Tuesday 28 October 2014

Using sqllite3 to store static and time series data

I've had a request to help out with using sqlite in python to store data for systematic trading. There are three kinds of data I generally keep; static data, state data and timeseries data.

Static data include:

  • Futures, and specific contract details
  • System parameters
Timeseries data includes:
  • Price data
  • Volume data
  • Fundamental data if used, eg PE ratios for equities
  • Accounting data
  • Diagnostic data, storing what the system did at various points in the past

State data relates to the control of the trading system and I won't be going into details here - its just static data which is frequently modified.

Code is in the usual  git repo. You will need pandas and sqllite3  (which came with my python distro automatically so check your own).


Creating the database

dbname="mydb"
dbfilename=get_db_filename(dbname)


setup_blank_tables(dbfilename, ["CREATE TABLE timeseries (datetime text, code text, price float)",
                          "CREATE TABLE static (code text, fullname text)"])


Here we're creating a database file with two tables in it. Notice the use of database names to abstract away from where they are stored.
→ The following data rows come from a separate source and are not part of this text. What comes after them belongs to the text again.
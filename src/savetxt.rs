use std::fs::{self, OpenOptions};
use std::path::{Path, PathBuf};

use csv::{QuoteStyle, Terminator, WriterBuilder};
use tempfile::NamedTempFile;

use crate::gen::Table;

type Result<T> = std::result::Result<T, Box<dyn std::error::Error>>;

/// Scientific notation with 18 fractional digits and a signed two digit
/// (or wider) exponent, e.g. 1.000000000000000056e-01
///
/// Rust's own `{:e}` writes the exponent bare (e-1), so it is rebuilt here.
pub fn format_float(v: f64) -> String {
	let s = format!("{:.18e}", v);
	match s.split_once('e') {
		Some((mant, exp)) => match exp.parse::<i32>() {
			Ok(e) => format!("{}e{:+03}", mant, e),
			Err(_) => s,
		},
		// NaN and inf have no exponent part
		None => s.to_lowercase(),
	}
}

fn dest_dir(path: &Path) -> &Path {
	match path.parent() {
		Some(p) if !p.as_os_str().is_empty() => p,
		_ => Path::new("."),
	}
}

// An existing path must open for write; symlinks resolve to their target
fn resolve_target(path: &Path) -> Result<PathBuf> {
	if fs::symlink_metadata(path).is_err() {
		return Ok(path.to_path_buf());
	}
	let target = fs::canonicalize(path)
		.map_err(|e| format!("cannot write \"{}\": {}", path.display(), e))?;
	OpenOptions::new().write(true).open(&target)
		.map_err(|e| format!("cannot write \"{}\": {}", path.display(), e))?;
	if target != path {
		log::debug!("{} resolves to {}", path.display(), target.display());
	}
	Ok(target)
}

/// Write a table as space delimited rows into path
///
/// Rows go to a temp file next to path first and only replace path after
/// everything has been flushed.  A failed write leaves path untouched.
pub fn write_table(path: &Path, table: &Table) -> Result<()> {
	let target = resolve_target(path)?;
	let dir = dest_dir(&target);
	let mut tmp = NamedTempFile::new_in(dir)
		.map_err(|e| format!("cannot create temp file in \"{}\": {}", dir.display(), e))?;
	log::debug!("writing to temp file {}", tmp.path().display());

	{
		let mut wtr = WriterBuilder::new()
			.delimiter(b' ')
			.has_headers(false)
			.quote_style(QuoteStyle::Never)
			.terminator(Terminator::Any(b'\n'))
			.from_writer(&mut tmp);
		for row in table.rows() {
			let rec = [format_float(row[0]), format_float(row[1])];
			log::trace!("row: {} {}", rec[0], rec[1]);
			wtr.write_record(&rec)
				.map_err(|e| format!("cannot write row to \"{}\": {}", path.display(), e))?;
		}
		wtr.flush()
			.map_err(|e| format!("cannot flush \"{}\": {}", path.display(), e))?;
	}
	tmp.as_file().sync_all()
		.map_err(|e| format!("cannot sync \"{}\": {}", path.display(), e))?;

	set_final_permissions(&target, &tmp)?;
	tmp.persist(&target)
		.map_err(|e| format!("cannot write \"{}\": {}", path.display(), e.error))?;
	Ok(())
}

// temp files are created owner-only; keep an existing file's mode or use
// the usual 0644 for a new one
#[cfg(unix)]
fn set_final_permissions(path: &Path, tmp: &NamedTempFile) -> Result<()> {
	use std::os::unix::fs::PermissionsExt;
	let perms = match fs::metadata(path) {
		Ok(m) => m.permissions(),
		Err(_) => fs::Permissions::from_mode(0o644),
	};
	fs::set_permissions(tmp.path(), perms)?;
	Ok(())
}

#[cfg(not(unix))]
fn set_final_permissions(_path: &Path, _tmp: &NamedTempFile) -> Result<()> {
	Ok(())
}

#[cfg(test)]
fn read_table(path: &Path) -> Result<Vec<(f64, f64)>> {
	let mut rdr = csv::ReaderBuilder::new()
		.delimiter(b' ')
		.has_headers(false)
		.from_path(path)?;
	let mut v = vec![];
	for rec in rdr.records() {
		let rec = rec?;
		assert_eq!(rec.len(), 2, "expected 2 fields got: {:?}", rec);
		v.push((rec[0].parse::<f64>()?, rec[1].parse::<f64>()?));
	}
	Ok(v)
}

#[test]
fn test_format_float() {
	for t in &[
		(0.0, "0.000000000000000000e+00"),
		(1.0, "1.000000000000000000e+00"),
		(0.1, "1.000000000000000056e-01"),
		(12345.0, "1.234500000000000000e+04"),
		(-2.5, "-2.500000000000000000e+00"),
		(1e100, "1.000000000000000016e+100"),
		(0.0009765625, "9.765625000000000000e-04"),
	] {
		assert_eq!(format_float(t.0), t.1, "format_float of {}", t.0);
	}
	// -2.5e-300 has no exact f64
	assert_eq!(format_float(-2.5e-300), "-2.499999999999999980e-300");
	assert_eq!(format_float(f64::NAN), "nan");
	assert_eq!(format_float(f64::INFINITY), "inf");
	assert_eq!(format_float(f64::NEG_INFINITY), "-inf");
}

#[test]
fn test_format_float_round_trips() {
	for x in crate::gen::linspace(0.0, 0.1, 10) {
		let back: f64 = format_float(x).parse().unwrap();
		assert_eq!(back, x);
	}
}

#[test]
fn test_write_table_round_trip() -> Result<()> {
	let dir = tempfile::tempdir()?;
	let path = dir.path().join("out.txt");
	let table = crate::gen::build_table(&crate::gen::GenCfg::default())?;
	write_table(&path, &table)?;

	let text = fs::read_to_string(&path)?;
	assert_eq!(text.lines().count(), 10);
	assert!(text.ends_with('\n'));
	assert_eq!(text.lines().next(), Some("0.000000000000000000e+00 1.000000000000000000e+00"));
	assert_eq!(text.lines().last(), Some("1.000000000000000056e-01 1.000000000000000000e+00"));

	let back = read_table(&path)?;
	for (i, (a, b)) in back.iter().enumerate() {
		assert!((a - table.rows()[i][0]).abs() < 1e-9);
		assert!((b - 1.0).abs() < 1e-9);
	}
	Ok(())
}

#[test]
fn test_write_table_overwrites() -> Result<()> {
	let dir = tempfile::tempdir()?;
	let path = dir.path().join("out.txt");
	fs::write(&path, "stale content that is longer than the new table would ever be\n".repeat(100))?;
	let table = crate::gen::column_stack(&[0.0, 1.0], &[1.0, 1.0])?;
	write_table(&path, &table)?;
	let text = fs::read_to_string(&path)?;
	assert_eq!(text, "0.000000000000000000e+00 1.000000000000000000e+00\n1.000000000000000000e+00 1.000000000000000000e+00\n");
	assert_eq!(fs::read_dir(dir.path())?.count(), 1, "temp file left behind");
	Ok(())
}

#[test]
fn test_write_table_missing_dir() -> Result<()> {
	let dir = tempfile::tempdir()?;
	let path = dir.path().join("no_such_dir").join("out.txt");
	let table = crate::gen::column_stack(&[0.0], &[1.0])?;
	let err = write_table(&path, &table).unwrap_err();
	assert!(err.to_string().contains("no_such_dir"), "unexpected error: {}", err);
	assert!(!path.exists());
	Ok(())
}

#[cfg(unix)]
#[test]
fn test_write_table_read_only_file() -> Result<()> {
	use std::os::unix::fs::PermissionsExt;

	// root can open a 0444 file for write
	if unsafe { libc::geteuid() } == 0 {
		eprintln!("skipping test_write_table_read_only_file as root");
		return Ok(());
	}
	let dir = tempfile::tempdir()?;
	let path = dir.path().join("out.txt");
	fs::write(&path, "old\n")?;
	fs::set_permissions(&path, fs::Permissions::from_mode(0o444))?;
	let table = crate::gen::column_stack(&[0.0], &[1.0])?;
	let err = write_table(&path, &table).unwrap_err();
	assert!(err.to_string().starts_with("cannot write \""), "unexpected error: {}", err);
	assert_eq!(fs::read_to_string(&path)?, "old\n");
	assert_eq!(fs::metadata(&path)?.permissions().mode() & 0o777, 0o444);
	assert_eq!(fs::read_dir(dir.path())?.count(), 1, "temp file left behind");
	Ok(())
}

#[cfg(unix)]
#[test]
fn test_write_table_follows_symlink() -> Result<()> {
	let dir = tempfile::tempdir()?;
	let real = dir.path().join("real.txt");
	let link = dir.path().join("out.txt");
	fs::write(&real, "old\n")?;
	std::os::unix::fs::symlink(&real, &link)?;

	let table = crate::gen::column_stack(&[0.0], &[1.0])?;
	write_table(&link, &table)?;
	assert!(fs::symlink_metadata(&link)?.file_type().is_symlink(), "link was replaced");
	assert_eq!(fs::read_to_string(&real)?, "0.000000000000000000e+00 1.000000000000000000e+00\n");
	assert_eq!(fs::read_dir(dir.path())?.count(), 2, "temp file left behind");
	Ok(())
}

#[test]
fn test_write_table_onto_directory() -> Result<()> {
	let dir = tempfile::tempdir()?;
	let path = dir.path().join("out.txt");
	fs::create_dir(&path)?;
	let table = crate::gen::column_stack(&[0.0], &[1.0])?;
	let err = write_table(&path, &table).unwrap_err();
	assert!(err.to_string().starts_with("cannot write \""), "unexpected error: {}", err);
	assert!(path.is_dir());
	assert_eq!(fs::read_dir(&path)?.count(), 0);
	assert_eq!(fs::read_dir(dir.path())?.count(), 1, "temp file left behind");
	Ok(())
}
I find the performance of sqllite3 with massive files isn't great so I tend to stick to one table per file in practice, but for this simple example we don't need to.

If you're a SQL whizz you'll see that I am not doing any relational stuff here.

Static data

st_table=staticdata(dbname)
st_table.add("FTSE", "FTSE 100 index")
st_table.modify("FTSE", "FTSE all share")
print st_table.read("FTSE")
st_table.delete("FTSE")
 
Notice that we use staticdata so we don't need to use any SQL in these commands (in case the underlying table structure changes and to avoid having reams of repetitive nonsense), and within that the connection object ensures that the staticdata code isn't specific to sqlite3.

The sqlite3 read returns lists of tuples, which  staticdata.read() resolves to a single string.

Timeseries data

dt_table=tsdata(dbname)
someprices=pd.TimeSeries(range(100), pd.date_range('1/1/2014', periods=100))
dt_table.add("FTSE", someprices)
dt_table.read("FTSE")



We use pandas TimeSeries class as the input and output, which is then translated into database terms. sqlite has no native datetime format, only text or float, so we need to translate between pandas/datetime and text. I define a specific format for the text representation to be precise and ensure the database is forward compatible to any changes in pandas.

The end

This is a very brief and simple example and is missing a lot of error handling it really ought to have, but it should provide you with enough help to get started even if you're not a SQL whizz.

Friday 24 October 2014

The worlds simplest execution algo

As you will know I run a fully automated systematic trading system. As its fully automated, due to my extreme laziness, all the trades are put into the market completely automatically.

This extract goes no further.